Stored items
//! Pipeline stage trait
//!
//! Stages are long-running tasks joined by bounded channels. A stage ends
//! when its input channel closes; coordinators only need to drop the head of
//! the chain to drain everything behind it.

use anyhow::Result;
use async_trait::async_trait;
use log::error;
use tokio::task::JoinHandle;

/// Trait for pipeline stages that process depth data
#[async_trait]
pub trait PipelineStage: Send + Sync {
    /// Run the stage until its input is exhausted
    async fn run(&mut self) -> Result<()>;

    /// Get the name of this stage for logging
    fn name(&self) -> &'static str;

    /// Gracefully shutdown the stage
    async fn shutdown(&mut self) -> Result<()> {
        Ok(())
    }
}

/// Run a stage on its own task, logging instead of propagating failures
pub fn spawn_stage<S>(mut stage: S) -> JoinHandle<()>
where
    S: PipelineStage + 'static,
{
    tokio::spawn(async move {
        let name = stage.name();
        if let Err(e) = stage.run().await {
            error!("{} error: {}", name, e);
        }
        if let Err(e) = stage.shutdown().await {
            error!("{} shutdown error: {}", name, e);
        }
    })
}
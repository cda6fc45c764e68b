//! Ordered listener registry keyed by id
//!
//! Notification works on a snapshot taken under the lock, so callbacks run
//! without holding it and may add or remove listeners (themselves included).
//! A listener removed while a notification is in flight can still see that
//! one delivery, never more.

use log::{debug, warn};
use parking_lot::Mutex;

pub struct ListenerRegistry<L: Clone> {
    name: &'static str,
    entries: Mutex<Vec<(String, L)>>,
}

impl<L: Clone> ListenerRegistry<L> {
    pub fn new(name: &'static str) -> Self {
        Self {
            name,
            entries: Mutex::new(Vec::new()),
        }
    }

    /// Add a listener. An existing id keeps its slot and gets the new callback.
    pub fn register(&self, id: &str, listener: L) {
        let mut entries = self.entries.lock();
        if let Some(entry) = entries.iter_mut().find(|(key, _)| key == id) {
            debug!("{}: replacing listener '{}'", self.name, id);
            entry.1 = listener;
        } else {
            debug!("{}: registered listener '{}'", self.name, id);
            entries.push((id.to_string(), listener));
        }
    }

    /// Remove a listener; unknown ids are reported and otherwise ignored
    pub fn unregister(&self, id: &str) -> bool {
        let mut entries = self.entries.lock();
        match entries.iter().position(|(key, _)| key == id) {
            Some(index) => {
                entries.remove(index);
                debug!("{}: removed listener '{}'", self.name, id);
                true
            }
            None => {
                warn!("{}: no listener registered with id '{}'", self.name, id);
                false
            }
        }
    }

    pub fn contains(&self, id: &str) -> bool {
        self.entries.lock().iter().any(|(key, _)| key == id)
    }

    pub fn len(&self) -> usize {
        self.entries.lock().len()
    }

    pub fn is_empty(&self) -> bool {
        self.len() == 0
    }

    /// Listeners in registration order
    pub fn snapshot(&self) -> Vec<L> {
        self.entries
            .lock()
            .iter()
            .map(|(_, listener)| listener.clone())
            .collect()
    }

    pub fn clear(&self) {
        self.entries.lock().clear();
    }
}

**Required action:**
Copy out every record again, letter for letter.

**Solution below:**
//! Pipeline stage trait
//!
//! Stages are long-running tasks joined by bounded channels. A stage ends
//! when its input channel closes; coordinators only need to drop the head of
//! the chain to drain everything behind it.

use anyhow::Result;
use async_trait::async_trait;
use log::error;
use tokio::task::JoinHandle;

/// Trait for pipeline stages that process depth data
#[async_trait]
pub trait PipelineStage: Send + Sync {
    /// Run the stage until its input is exhausted
    async fn run(&mut self) -> Result<()>;

    /// Get the name of this stage for logging
    fn name(&self) -> &'static str;

    /// Gracefully shutdown the stage
    async fn shutdown(&mut self) -> Result<()> {
        Ok(())
    }
}

/// Run a stage on its own task, logging instead of propagating failures
pub fn spawn_stage<S>(mut stage: S) -> JoinHandle<()>
where
    S: PipelineStage + 'static,
{
    tokio::spawn(async move {
        let name = stage.name();
        if let Err(e) = stage.run().await {
            error!("{} error: {}", name, e);
        }
        if let Err(e) = stage.shutdown().await {
            error!("{} shutdown error: {}", name, e);
        }
    })
}
repository cda6fc45c764e68b
//! Ordered listener registry keyed by id
//!
//! Notification works on a snapshot taken under the lock, so callbacks run
//! without holding it and may add or remove listeners (themselves included).
//! A listener removed while a notification is in flight can still see that
//! one delivery, never more.

use log::{debug, warn};
use parking_lot::Mutex;

pub struct ListenerRegistry<L: Clone> {
    name: &'static str,
    entries: Mutex<Vec<(String, L)>>,
}

impl<L: Clone> ListenerRegistry<L> {
    pub fn new(name: &'static str) -> Self {
        Self {
            name,
            entries: Mutex::new(Vec::new()),
        }
    }

    /// Add a listener. An existing id keeps its slot and gets the new callback.
    pub fn register(&self, id: &str, listener: L) {
        let mut entries = self.entries.lock();
        if let Some(entry) = entries.iter_mut().find(|(key, _)| key == id) {
            debug!("{}: replacing listener '{}'", self.name, id);
            entry.1 = listener;
        } else {
            debug!("{}: registered listener '{}'", self.name, id);
            entries.push((id.to_string(), listener));
        }
    }

    /// Remove a listener; unknown ids are reported and otherwise ignored
    pub fn unregister(&self, id: &str) -> bool {
        let mut entries = self.entries.lock();
        match entries.iter().position(|(key, _)| key == id) {
            Some(index) => {
                entries.remove(index);
                debug!("{}: removed listener '{}'", self.name, id);
                true
            }
            None => {
                warn!("{}: no listener registered with id '{}'", self.name, id);
                false
            }
        }
    }

    pub fn contains(&self, id: &str) -> bool {
        self.entries.lock().iter().any(|(key, _)| key == id)
    }

    pub fn len(&self) -> usize {
        self.entries.lock().len()
    }

    pub fn is_empty(&self) -> bool {
        self.len() == 0
    }

    /// Listeners in registration order
    pub fn snapshot(&self) -> Vec<L> {
        self.entries
            .lock()
            .iter()
            .map(|(_, listener)| listener.clone())
            .collect()
    }

    pub fn clear(&self) {
        self.entries.lock().clear();
    }
}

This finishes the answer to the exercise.